I am sure that the House will wish me at the outset to congratulate the hon. and gallant Gentleman on his promotion to his present office. The only thing I am sorry about i3 the company in which he now finds himself, but I hope he may improve the company. I am not, of course, referring to the right hon. Gentleman the Home Secretary, but the Treasury Bench as a whole. This is a Clause to deal not with the total number of hours to be worked by young persons covered by the Bill, but with the problem as to whether young persons shall be obtainable for work for 10 or 12 hours although actually employed for only eight or nine hours a day. That is a fair way of putting the position. In Committee we discussed this problem at some length and I thank the Government for having looked into the question and for bringing forward this new Clause. But I feel sure that the Home Office is capable of something much better than they have now proposed. What does the Clause say? It says that the right hon. Gentleman is to bring regulations before the House of Commons regulating the spells of employment of these young persons on two specific grounds, that is, in relation to reasonable opportunities for instruction and recreation. Young persons, however, have more to think about in connection with their employment during the day besides reasonable opportunities for instruction and recreation.

Take the case of a young boy or girl living five or six miles out of the centre of London employed in a large shop in the Metropolis. Take the case of a boy employed in a butcher's shop, who comes to town in the morning, starts work at eight o'clock cleaning knives, and all the rest of it, and finishes at half-past 10. He is then told by his employer that he will not be wanted until one o'clock. He comes back at that hour and at half-past four is told again that he is not wanted until half-past six. That is possible under the new Clause, and may be possible also under the regulations to be laid before Parliament. I am quite sure that the right hon. Gentleman and the Under-Secretary of State do not want to encourage that sort of thing in connection with the employment of these young people. Take the case of a girl of 14, 15 or 16 years of age. She lives five or six miles out in the country and works in a shop in London. My trouble about the new Clause is that it is an invitation to unscrupulous employers to do what I am now suggesting. What is going to happen to that girl. She is told by her employer at 12 o'clock that she will not be wanted until three o'clock in the afternoon. All that is possible under the Bill, and such an employer would still come within its provisions so far as total hours of work are concerned. Parliament should not allow a situation or that kind to arise. It would be a shame upon hon. Members of all parties if we tolerate such a condition as that.

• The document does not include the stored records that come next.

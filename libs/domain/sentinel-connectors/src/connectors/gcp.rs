use std::sync::Arc;

use async_trait::async_trait;
use serde::Deserialize;

use crate::cloud::{
    CloudApiClient, CloudConnector, CloudInstance, CloudManagedService, CloudSecurityGroup,
    CloudSubnet, CloudVpc, CloudWorkload,
};
use crate::config::ConnectorConfig;
use crate::connector::Connector;
use crate::error::ConnectorError;
use crate::http::{authed_client, map_error_response};
use crate::retry::with_retry;
use crate::secret::SecretStore;

#[derive(Deserialize)]
struct InstanceDto {
    instance_id: String,
    internal_ip: String,
    hostname: Option<String>,
    #[serde(default)]
    os_family: Option<String>,
    network_id: Option<String>,
    subnetwork_id: Option<String>,
    #[serde(default)]
    labels: Vec<String>,
}

#[derive(Deserialize)]
struct NetworkDto {
    network_id: String,
    #[serde(default)]
    range: Option<String>,
    #[serde(default)]
    auto_create_subnetworks: bool,
}

#[derive(Deserialize)]
struct SubnetworkDto {
    subnetwork_id: String,
    network_id: String,
    ip_cidr_range: String,
    #[serde(default)]
    private_ip_google_access: bool,
}

#[derive(Deserialize)]
struct FirewallRuleDto {
    rule_id: String,
    name: String,
    #[serde(default)]
    target_instance_ids: Vec<String>,
    #[serde(default)]
    allowed: serde_json::Value,
}

#[derive(Deserialize)]
struct CloudSqlInstanceDto {
    instance_name: String,
    database_version: String,
    port: u16,
    #[serde(default)]
    compute_instance_id: Option<String>,
    #[serde(default)]
    ip_configuration_public: bool,
}

#[derive(Deserialize)]
struct GcsBucketDto {
    bucket_name: String,
}

#[derive(Deserialize)]
struct GkeClusterDto {
    cluster_name: String,
}

#[derive(Deserialize)]
struct CloudFunctionDto {
    function_name: String,
}

/// Talks to a GCP Compute/VPC/Cloud SQL-shaped REST facade.
pub struct ReqwestGcpApiClient {
    http: reqwest::Client,
    base_url: String,
}

impl ReqwestGcpApiClient {
    pub fn new(base_url: String, secret: &crate::secret::Secret) -> Result<Self, ConnectorError> {
        Ok(Self {
            http: authed_client(secret)?,
            base_url,
        })
    }

    async fn get<T: serde::de::DeserializeOwned>(&self, path: &str) -> Result<Vec<T>, ConnectorError> {
        with_retry(|| async {
            let response = self
                .http
                .get(format!("{}{}", self.base_url, path))
                .send()
                .await
                .map_err(|e| ConnectorError::Transient(e.to_string()))?;
            if !response.status().is_success() {
                return Err(map_error_response(response).await);
            }
            response
                .json::<Vec<T>>()
                .await
                .map_err(|e| ConnectorError::Terminal(e.to_string()))
        })
        .await
    }
}

#[async_trait]
impl CloudApiClient for ReqwestGcpApiClient {
    async fn list_instances(&self, region: &str) -> Result<Vec<CloudInstance>, ConnectorError> {
        let dtos: Vec<InstanceDto> = self.get(&format!("/{region}/instances")).await?;
        Ok(dtos
            .into_iter()
            .map(|d| CloudInstance {
                id: d.instance_id,
                ip: d.internal_ip,
                hostname: d.hostname,
                os: d.os_family,
                vpc_id: d.network_id,
                subnet_id: d.subnetwork_id,
                tags: d.labels,
            })
            .collect())
    }

    async fn list_vpcs(&self, region: &str) -> Result<Vec<CloudVpc>, ConnectorError> {
        let dtos: Vec<NetworkDto> = self.get(&format!("/{region}/networks")).await?;
        Ok(dtos
            .into_iter()
            .map(|d| CloudVpc {
                id: d.network_id,
                cidr: d.range,
                is_public: d.auto_create_subnetworks,
            })
            .collect())
    }

    async fn list_subnets(&self, region: &str) -> Result<Vec<CloudSubnet>, ConnectorError> {
        let dtos: Vec<SubnetworkDto> = self.get(&format!("/{region}/subnetworks")).await?;
        Ok(dtos
            .into_iter()
            .map(|d| CloudSubnet {
                id: d.subnetwork_id,
                vpc_id: d.network_id,
                cidr: d.ip_cidr_range,
                is_public: !d.private_ip_google_access,
            })
            .collect())
    }

    async fn list_security_groups(
        &self,
        region: &str,
    ) -> Result<Vec<CloudSecurityGroup>, ConnectorError> {
        let dtos: Vec<FirewallRuleDto> = self.get(&format!("/{region}/firewalls")).await?;
        Ok(dtos
            .into_iter()
            .map(|d| CloudSecurityGroup {
                id: d.rule_id,
                name: d.name,
                attached_instance_ids: d.target_instance_ids,
                rules: d.allowed,
            })
            .collect())
    }

    async fn list_managed_services(
        &self,
        region: &str,
    ) -> Result<Vec<CloudManagedService>, ConnectorError> {
        let dtos: Vec<CloudSqlInstanceDto> = self.get(&format!("/{region}/sqlInstances")).await?;
        Ok(dtos
            .into_iter()
            .map(|d| CloudManagedService {
                id: d.instance_name.clone(),
                name: format!("{} ({})", d.instance_name, d.database_version),
                port: d.port,
                attached_instance_id: d.compute_instance_id,
                publicly_accessible: d.ip_configuration_public,
            })
            .collect())
    }

    async fn list_storage_buckets(&self, region: &str) -> Result<Vec<CloudWorkload>, ConnectorError> {
        let dtos: Vec<GcsBucketDto> = self.get(&format!("/{region}/buckets")).await?;
        Ok(dtos
            .into_iter()
            .map(|d| CloudWorkload {
                id: d.bucket_name.clone(),
                name: d.bucket_name,
                app_type: "object-storage-bucket",
            })
            .collect())
    }

    async fn list_container_clusters(
        &self,
        region: &str,
    ) -> Result<Vec<CloudWorkload>, ConnectorError> {
        let dtos: Vec<GkeClusterDto> = self.get(&format!("/{region}/gkeClusters")).await?;
        Ok(dtos
            .into_iter()
            .map(|d| CloudWorkload {
                id: d.cluster_name.clone(),
                name: d.cluster_name,
                app_type: "container-cluster",
            })
            .collect())
    }

    async fn list_serverless_functions(
        &self,
        region: &str,
    ) -> Result<Vec<CloudWorkload>, ConnectorError> {
        let dtos: Vec<CloudFunctionDto> = self.get(&format!("/{region}/cloudFunctions")).await?;
        Ok(dtos
            .into_iter()
            .map(|d| CloudWorkload {
                id: d.function_name.clone(),
                name: d.function_name,
                app_type: "serverless-function",
            })
            .collect())
    }
}

pub fn connector(
    config: ConnectorConfig,
    secret_store: Arc<dyn SecretStore>,
) -> Result<impl Connector, ConnectorError> {
    let secret = secret_store.resolve(&config.credential_ref)?;
    let base_url = config
        .base_url
        .clone()
        .unwrap_or_else(|| "https://gcp-gateway.internal".to_string());
    let client = ReqwestGcpApiClient::new(base_url, &secret)?;
    Ok(CloudConnector::new("gcp", config, Arc::new(client)))
}
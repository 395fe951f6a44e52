use chrono::{TimeZone, Utc};
use proptest::prelude::*;
use sentinel_core::{Criticality, Host, Node, NodeKind, TenantId};

fn arb_host() -> impl Strategy<Value = Host> {
    (
        "[a-z0-9.]{1,15}",
        proptest::option::of("[a-zA-Z0-9-]{1,20}"),
        proptest::option::of("aws|azure|gcp"),
        proptest::option::of("i-[a-f0-9]{8}"),
    )
        .prop_map(|(ip, hostname, provider, instance_id)| Host {
            ip,
            hostname,
            os: None,
            mac: None,
            provider,
            instance_id,
            region: None,
            criticality: Criticality::Medium,
            tags: Vec::new(),
        })
}

proptest! {
    /// I6: re-running discovery against unchanged source-native identifiers
    /// reproduces the same node id, no matter how many times it's computed.
    #[test]
    fn natural_key_is_stable_across_repeated_construction(host in arb_host()) {
        let now = Utc.timestamp_opt(1_700_000_000, 0).unwrap();
        let tenant = TenantId::new("tenant-a");
        let first = Node::new(tenant.clone(), NodeKind::Host(host.clone()), now);
        let second = Node::new(tenant, NodeKind::Host(host), now);
        prop_assert_eq!(first.id, second.id);
    }

    /// I6, continued: two hosts that differ in any source-native identifier
    /// never collide on the same natural key.
    #[test]
    fn distinct_hosts_never_share_a_natural_key(a in arb_host(), b in arb_host()) {
        prop_assume!(a.provider != b.provider || a.instance_id != b.instance_id || a.ip != b.ip);
        let now = Utc.timestamp_opt(1_700_000_000, 0).unwrap();
        let tenant = TenantId::new("tenant-a");
        let node_a = Node::new(tenant.clone(), NodeKind::Host(a), now);
        let node_b = Node::new(tenant, NodeKind::Host(b), now);
        prop_assert_ne!(node_a.id, node_b.id);
    }

    /// I2: a freshly discovered node always has `first_seen == last_seen`,
    /// and neither field can be constructed out of order.
    #[test]
    fn fresh_node_has_first_seen_equal_last_seen(host in arb_host(), offset_secs in 0i64..10_000_000) {
        let now = Utc.timestamp_opt(1_700_000_000 + offset_secs, 0).unwrap();
        let node = Node::new(TenantId::new("tenant-a"), NodeKind::Host(host), now);
        prop_assert_eq!(node.first_seen, node.last_seen);
        prop_assert!(node.first_seen <= node.last_seen);
    }
}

The answer, of course, is that the right hon. Gentleman will bring the regulations before Parliament. But what is going to happen? The Home Office has consulted the trades. We have heard about the butchers and the newsagents, and about cleaning shops; and to be quite frank the people who have made these representations to the Home Office in regard to these spells in shop life manifestly represent the exceptional rather than the common case. In shop life in this country there are in the main no splits of that kind at all. There are no spells in the grocery and provision trade, in the drapery trade, in fruit shops and tobacconists; there are indeed no spells in the distributive trades, and I was astonished to hear that butchers want boys to come in the morning for about three hours and then to be unemployed for the remainder of the day until about four o'clock. Parliament should not allow butchers to do that any longer. I have never heard until now that butchers did that as a general rule. I say, therefore, that we have to be careful.

I am not criticising the Home Office. I understand their difficulties. We are tackling a new problem entirely in this Bill, but however clumsily it may be worded I still say that it is a Bill which is, or should be, the basis of a big reform. When we are laying down the basis of a big reform, and all the facts are known, we should not make the mistake of allowing this new Clause to be passed in its present form. The object of the Bill is to safeguard the interests of young people. After what I have heard to-day and during the last few weeks I am afraid that the pressure of the shop-keeping community on the Home Office has been such that the Bill, if we are not very careful, will become a measure to safeguard the interests of shopkeepers. We are dealing here with 350,000 to 400,000 young persons. I have never been able to understand the mind of those who run the shops of this country. The best shopkeepers, the larger shopkeepers, and some of the multiple firms, are well within the provisions of the Bill already. We are passing this legislation not to deal with the best shopkeepers but to bring unscrupulous employers up to the standard of the best.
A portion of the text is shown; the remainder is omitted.